And in addition to doing science that we feel is good, we’ve gone the extra mile and presented all our data (yes, 17 dinosaurs’ worth of 3D whole body graphics!) and the critical software tools needed to replicate our analysis, in the Dryad database (link now working!), which should have now gone live with the paper! It was my first time using that database and it was incredibly easy (about 1 hour of work once we had all the final analysis’s files properly organized)– I strongly recommend others to try it out.
That’s my usual general summary of the paper, but that’s not what this blog article is about. I’ll provide my usual set of links to media coverage of the paper below, too. But the focus here is on the story behind the paper, to put a more personal spin on what it means to me (and my coauthors too). I’ll take a historical approach to explain how the paper evolved.
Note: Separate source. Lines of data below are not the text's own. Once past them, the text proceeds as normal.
use std::time::Duration;

use serde::Serialize;

use crate::error::MirrorError;
use crate::psychonaut::PsychonautClient;
use crate::store::SubstanceStore;
use crate::transform::transform;

#[derive(Debug, Clone, Copy, Default)]
pub struct SyncOptions {
    pub dry_run: bool,
}

#[derive(Debug, Clone, Serialize)]
pub struct SyncResult {
    pub found: usize,
    pub upserted: usize,
    pub failures: Vec<RecordFailure>,
    pub dry_run: bool,
}

#[derive(Debug, Clone, Serialize)]
pub struct RecordFailure {
    pub name: Option<String>,
    pub reason: String,
}

#[derive(Debug, Clone)]
pub struct ProgressEvent {
    pub message: String,
    pub elapsed: Option<Duration>,
}

pub trait ProgressSink {
    fn event(&self, event: ProgressEvent);
}

#[derive(Clone)]
pub struct App<P: PsychonautClient, S: SubstanceStore> {
    catalog: P,
    store: S,
}

impl<P: PsychonautClient, S: SubstanceStore> App<P, S> {
    pub fn new(catalog: P, store: S) -> Self {
        Self { catalog, store }
    }

    pub fn run(
        &self,
        options: SyncOptions,
        sink: &dyn ProgressSink,
    ) -> Result<SyncResult, MirrorError> {
        sink.event(ProgressEvent {
            message: "phase=Fetch; querying substance catalog".to_string(),
            elapsed: None,
        });
        sink.event(ProgressEvent {
            message: "catalog.request".to_string(),
            elapsed: None,
        });
        let start = std::time::Instant::now();
        let substances = self.catalog.fetch_substances()?;
        let latency = start.elapsed().as_millis();
        sink.event(ProgressEvent {
            message: format!("catalog.response latency_ms={latency}"),
            elapsed: None,
        });

        let found = substances.len();
        sink.event(ProgressEvent {
            message: format!("phase=Store; found {found} substances; updating store"),
            elapsed: None,
        });

        let mut upserted = 0usize;
        let mut failures = Vec::new();
        for raw in substances {
            let raw_name = raw.name.clone();
            let record = match transform(raw) {
                Ok(record) => record,
                Err(err) => {
                    tracing::warn!("skipping record: {err}");
                    sink.event(ProgressEvent {
                        message: format!("phase=Store; skipped record: {err}"),
                        elapsed: None,
                    });
                    failures.push(RecordFailure {
                        name: raw_name,
                        reason: err.to_string(),
                    });
                    continue;
                }
            };

            if options.dry_run {
                upserted += 1;
                continue;
            }

            match self.store.upsert(&record) {
                Ok(()) => upserted += 1,
                Err(err) => {
                    tracing::warn!("upsert failed: {err}");
                    sink.event(ProgressEvent {
                        message: format!("phase=Store; {err}"),
                        elapsed: None,
                    });
                    failures.push(RecordFailure {
                        name: Some(record.name.as_str().to_string()),
                        reason: err.to_string(),
                    });
                }
            }
        }

        sink.event(ProgressEvent {
            message: format!("phase=Done; sync complete ({upserted}/{found} upserted)"),
            elapsed: None,
        });

        Ok(SyncResult {
            found,
            upserted,
            failures,
            dry_run: options.dry_run,
        })
    }
}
Embarassing picture of me before I became a scientist. Hardee’s fast food restaurant cashier, my first “real job”, from ~1999- no, wait, more like 1986. The 1980s-style feathered (and non-receding) hair gives it away!
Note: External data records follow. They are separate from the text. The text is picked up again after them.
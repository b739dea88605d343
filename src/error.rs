use miette::Diagnostic;
use thiserror::Error;

#[derive(Debug, Error, Diagnostic)]
pub enum MirrorError {
    #[error("store connection string is not set (SUBSTANCE_STORE_URL)")]
    MissingStoreUrl,

    #[error("invalid store connection string: {0}")]
    InvalidStoreUrl(String),

    #[error("invalid configuration: {0}")]
    InvalidConfig(String),

    #[error("catalog request failed: {0}")]
    RemoteHttp(String),

    #[error("catalog returned status {status}: {message}")]
    RemoteStatus { status: u16, message: String },

    #[error("catalog query rejected: {0}")]
    RemoteQuery(String),

    #[error("malformed catalog payload: {0}")]
    MalformedPayload(String),

    #[error("malformed substance record: {0}")]
    MalformedRecord(String),

    #[error("store write failed for {name}: {message}")]
    StoreWrite { name: String, message: String },

    #[error("filesystem error: {0}")]
    Filesystem(String),
}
Rewind to 1995. I started my PhD at Berkeley. I planned to use biomechanical methods and evidence to reconstruct how Tyrannosaurus rex moved, and started by synthesizing evidence on the anatomy and evolution of the hindlimb musculature in the whole archosaur group, with a focus on the lineage leading to Tyrannosaurus and to living birds. As my PhD project evolved, I became more interested and experienced in using 3D computational tools in biomechanics, which was my ultimate aim for T. rex.
In 1999, Don Henderson published his mathematical slicing approach to compute 3D body dimensions in extinct animals, which was a huge leap for the field forward beyond statistical estimates or physical toy models, because it represented dinosaurs-as-dinosaurs (not extrapolated reptiles/mammals/whatever) and gave you much more information than just body mass, with a lot of potential to do sensitivity analysis.
I struggled to upgrade my computer skills over the intervening years. I was developing the idea to reconstruct not only the biomechanics of T. rex, but also the evolutionary changes of biomechanics along the whole archosaur lineage to birds– because with a series of models of different species and a working phylogeny, you could do that. To me this was far more interesting than the morphology or function of any one taxon, BUT required you to be able to assess the latter. So Tyrannosaurus became a “case study” for me in how to reconstruct form and function in extinct animals, because it was interesting in its own right (mainly because of its giant size and bipedalism). (Much later, in 2007, I finally finished a collaboration to develop our own software package to do this 3D modelling, with Victor Ng-Thow-Hing and F. Clay Anderson at Honda and Stanford)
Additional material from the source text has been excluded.